Postpartum data was retrieved for each of the labored women from their medical histories. Birthweight and birth length were measured by the midwife attending the birth, while condition of the newborn after delivery and Apgar scores were determined by the neonatologist. In addition, obstetric history, gestational age at the time of birth, as well as the way of birth were noted in the medical history.

Intrauterine growth restriction (IUGR) was defined as birthweight < 10th percentile for the gestational age. Low birthweight (LBW) was defined as weight ≤ 2,500 g, regardless of the gestational age.[11] Preterm delivery was defined as delivery before 37 completed g.ws.. Low Apgar score was considered if Apgar score at 1 minute was < 7.[12]
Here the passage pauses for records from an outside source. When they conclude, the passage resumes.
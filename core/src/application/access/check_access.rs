use tracing::debug;

use crate::application::access::load_bindings;
use crate::application::ports::{AssignmentRepository, FolderGrantRepository, ProfileRepository};
use crate::domain::services::{AccessDecision, AccessResolver};
use crate::domain::value_objects::{OrganizationId, UserId};
use crate::error::AccessError;

pub struct CheckAccessQuery {
    pub user_id: UserId,
    pub organization_id: OrganizationId,
    pub folder_path: String,
    pub requested_action: Option<String>,
}

/// Point access check: may this user enter the folder, at what tier, and why.
pub async fn execute<A, P, G>(
    assignments: &A,
    profiles: &P,
    grants: &G,
    query: CheckAccessQuery,
) -> Result<AccessDecision, AccessError>
where
    A: AssignmentRepository + ?Sized,
    P: ProfileRepository + ?Sized,
    G: FolderGrantRepository + ?Sized,
{
    let bindings = load_bindings(
        assignments,
        profiles,
        grants,
        query.user_id,
        query.organization_id,
    )
    .await?;

    let decision = AccessResolver::check_access(
        &bindings,
        &query.folder_path,
        query.requested_action.as_deref(),
    );

    debug!(
        user_id = %query.user_id,
        folder_path = %query.folder_path,
        can_access = decision.can_access,
        "access check resolved"
    );
    Ok(decision)
}

#[cfg(test)]
mod tests {
    use super::*;
    use crate::domain::entities::{Assignment, FolderGrant, Profile};
    use crate::domain::value_objects::{PermissionLevel, ProfileId};
    use crate::infrastructure::memory::{
        MemoryAssignmentRepository, MemoryFolderGrantRepository, MemoryProfileRepository,
    };
    use chrono::{Duration, Utc};

    struct World {
        assignments: MemoryAssignmentRepository,
        profiles: MemoryProfileRepository,
        grants: MemoryFolderGrantRepository,
        user: UserId,
        org: OrganizationId,
    }

    /// User with one valid assignment to a profile holding FULL on
    /// /documents/projects and READ on /documents/hr.
    async fn world() -> World {
        let assignments = MemoryAssignmentRepository::new();
        let profiles = MemoryProfileRepository::new();
        let grants = MemoryFolderGrantRepository::new();
        let user = UserId::new();

        let profile = Profile::create(
            "Project Team",
            "projects full, hr read",
            OrganizationId::new(),
            UserId::new(),
            false,
            None,
        )
        .unwrap();
        let org = profile.organization_id;
        profiles.save(&profile).await.unwrap();

        let profile_id = ProfileId::from_uuid(profile.id);
        for (path, level) in [
            ("/documents/projects", PermissionLevel::Full),
            ("/documents/hr", PermissionLevel::Read),
        ] {
            let grant = FolderGrant::create(
                profile_id,
                path,
                level,
                org,
                UserId::new(),
                None,
                None,
            )
            .unwrap();
            grants.save(&grant).await.unwrap();
        }

        let assignment =
            Assignment::create(user, profile_id, org, UserId::new(), None, None, None);
        assignments.save(&assignment).await.unwrap();

        World {
            assignments,
            profiles,
            grants,
            user,
            org,
        }
    }

    fn query(w: &World, path: &str, action: Option<&str>) -> CheckAccessQuery {
        CheckAccessQuery {
            user_id: w.user,
            organization_id: w.org,
            folder_path: path.to_string(),
            requested_action: action.map(str::to_string),
        }
    }

    #[tokio::test]
    async fn test_full_grant_covers_project_subtree() {
        let w = world().await;
        let decision = execute(
            &w.assignments,
            &w.profiles,
            &w.grants,
            query(&w, "/documents/projects/x", None),
        )
        .await
        .unwrap();

        assert!(decision.can_access);
        assert_eq!(Some(PermissionLevel::Full), decision.permission_level);
        assert!(decision
            .allowed_actions
            .contains(&"folder:create".to_string()));
    }

    #[tokio::test]
    async fn test_read_grant_cannot_update() {
        let w = world().await;
        let decision = execute(
            &w.assignments,
            &w.profiles,
            &w.grants,
            query(&w, "/documents/hr/payroll.pdf", Some("document:update")),
        )
        .await
        .unwrap();

        assert!(!decision.can_access);
        assert_eq!(Some(PermissionLevel::Read), decision.permission_level);
        assert!(decision.reason.contains("document:update"));
    }

    #[tokio::test]
    async fn test_ungranted_folder_is_denied() {
        let w = world().await;
        let decision = execute(
            &w.assignments,
            &w.profiles,
            &w.grants,
            query(&w, "/documents/finance", None),
        )
        .await
        .unwrap();

        assert!(!decision.can_access);
        assert!(decision.matching_grants.is_empty());
    }

    #[tokio::test]
    async fn test_expired_assignment_grants_nothing() {
        let w = world().await;
        let stored = w
            .assignments
            .find_active_by_user_and_organization(w.user, w.org)
            .await
            .unwrap()
            .remove(0);
        let mut stale = stored;
        stale.expires_at = Some(Utc::now() - Duration::hours(1));
        w.assignments.save(&stale).await.unwrap();

        let decision = execute(
            &w.assignments,
            &w.profiles,
            &w.grants,
            query(&w, "/documents/projects", None),
        )
        .await
        .unwrap();
        assert!(!decision.can_access);
    }

    #[tokio::test]
    async fn test_unknown_user_is_denied_without_error() {
        let w = world().await;
        let decision = execute(
            &w.assignments,
            &w.profiles,
            &w.grants,
            CheckAccessQuery {
                user_id: UserId::new(),
                organization_id: w.org,
                folder_path: "/documents/projects".to_string(),
                requested_action: None,
            },
        )
        .await
        .unwrap();
        assert!(!decision.can_access);
    }
}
All participants signed an informed consent form after reading the project information sheet, and the ethics approval for the study was obtained from the Etic Committee at Medical Faculty – Skopje, Ss. Cyril and Methodius University – Skopje at its XVI session on January 24, 2019, with N * 03–242/3.
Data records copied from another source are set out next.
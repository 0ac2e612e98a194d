use thiserror::Error;
use uuid::Uuid;

/// The common error type used by this crate.
///
/// "Is this allowed" questions are answered with booleans or decision values,
/// never with errors; errors are reserved for malformed input, blocked
/// operations, and storage failures. Nothing here is fatal — every variant is
/// meant to be translated into a caller-facing response.
#[derive(Error, Debug, Clone, PartialEq)]
pub enum AccessError {
    /// A folder path failed format validation
    #[error("invalid folder path: {0}")]
    InvalidFolderPath(String),

    /// A raw string could not be interpreted as a permission level
    #[error("invalid permission level: {0}")]
    InvalidPermissionLevel(String),

    /// An entity failed field validation; one message per failed check
    #[error("validation failed: {}", .0.join(", "))]
    Validation(Vec<String>),

    /// The operation is well-formed but blocked by a lifecycle rule
    #[error("{0}")]
    PolicyViolation(String),

    /// A new or moved grant would overlap active grants on the same profile
    #[error("grant overlaps {} existing active grant(s)", conflicting.len())]
    GrantConflict { conflicting: Vec<Uuid> },

    /// An active grant already exists for this profile and folder
    #[error("active grant {existing} already targets '{folder_path}'")]
    DuplicateGrant { existing: Uuid, folder_path: String },

    /// The user already holds an active assignment of this profile
    #[error("assignment {existing} already binds this user and profile")]
    DuplicateAssignment { existing: Uuid },

    /// Profile names are unique per organization
    #[error("profile name '{0}' is already in use in this organization")]
    DuplicateProfileName(String),

    /// An identifier did not resolve
    #[error("{entity} {id} not found")]
    NotFound { entity: &'static str, id: Uuid },

    /// The storage adapter failed
    #[error("storage operation failed: {0}")]
    Storage(String),
}

impl AccessError {
    pub fn not_found(entity: &'static str, id: Uuid) -> Self {
        Self::NotFound { entity, id }
    }

    pub fn policy(reason: impl Into<String>) -> Self {
        Self::PolicyViolation(reason.into())
    }
}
Data analyses were performed using MedCalc Statistical Software version 19.1.3 (MedCalc Software, Ostend, Belgium). Continuous variables were presented as mean ± standard deviation (SD), median (interquartile range [IQR]) (when the frequency distribution for our data was skewed) and percentages (%). One-way analysis of variance (ANOVA) was used to test the difference between the means of the six subgroups. Prior to the ANOVA test, the Levene test for equality of variances was performed. We applied a logarithmic transformation if the Levene test was positive (p < 0.05). Multiple backward regression analysis was used to show predictable values of independent variables (TT4 and Tg as predictors) on the dependent variable (LBW).


#

Results

In total, 358 women were included in the analysis. The mean maternal age was 29.27 ± 5.5 years old (range: 25 to 33 years old), their BMI was overweight, preobesity state according to the World Health Organization (WHO) classification[13] (27.12 ± 4.4 kg/m2; range: 23.44–29.63 kg/m2), delivered approximately at 38.43 ± 2.54 g.ws. Of the total sample, 64 women were classified at the 1st trimester according to g.w. (17.82%), 100 were in the 2nd (27.85%), and 194 were in the 3rd trimester (54.03%) ([Table 1]). The median (IQR) TSH of the women in the 1st trimester did not deviate from the reference range (0.4 mIU/mL; range 0.3 mIU/mL), whereas the TT4 values of only 2 pregnant women (3.12%) deviated from it. In the 2nd trimester, from all the cohort, the median TSH was within the reference values (0.4 mIU/mL; range 1.1 mIU/L), while the TT4 values of 31 pregnant women (31%) deviated from the reference range. In the 3rd trimester, the median TSH of 0.56 mIU/L; (range 0.4 mIU/L) did not deviate from reference range; however, the TT4 values of 54 (27.83%) pregnant women deviated from the reference range. [Table 1] summarizes the clinical and demographic characteristics of the study population at the time of recruitment.

Table 1

Demographic and clinical characteristics of the study population at recruitment

Demographic values

n

% of total

1st trimester

64

17.82%

2nd trimester

100

27.85%

3rd trimester

194

54.03%

Mean ± SD

25th – 75th P

(min - max)

Age (years old)

29.27 ± 5.5

25 - 33

BMI (kg/m2)

27.14 ± 4.7

23.44–29.63

Gestational week at birth

38.43 ± 2.54

37.7–40.0

Thyroid function values

TSH (mU/L)

0.54 ± 0.33

0.3–0.7

TT4 (nmol/L)

103.92 ± 28.7

24 - 195.2

Tg (µg/L)

11.6 ± 9.01

5.53–15.49

Abbreviations: BMI, body mass index; SD, standard deviation; Tg, thyroglobulin; TSH, thyroid stimulating hormone; TT4, total thyroxine.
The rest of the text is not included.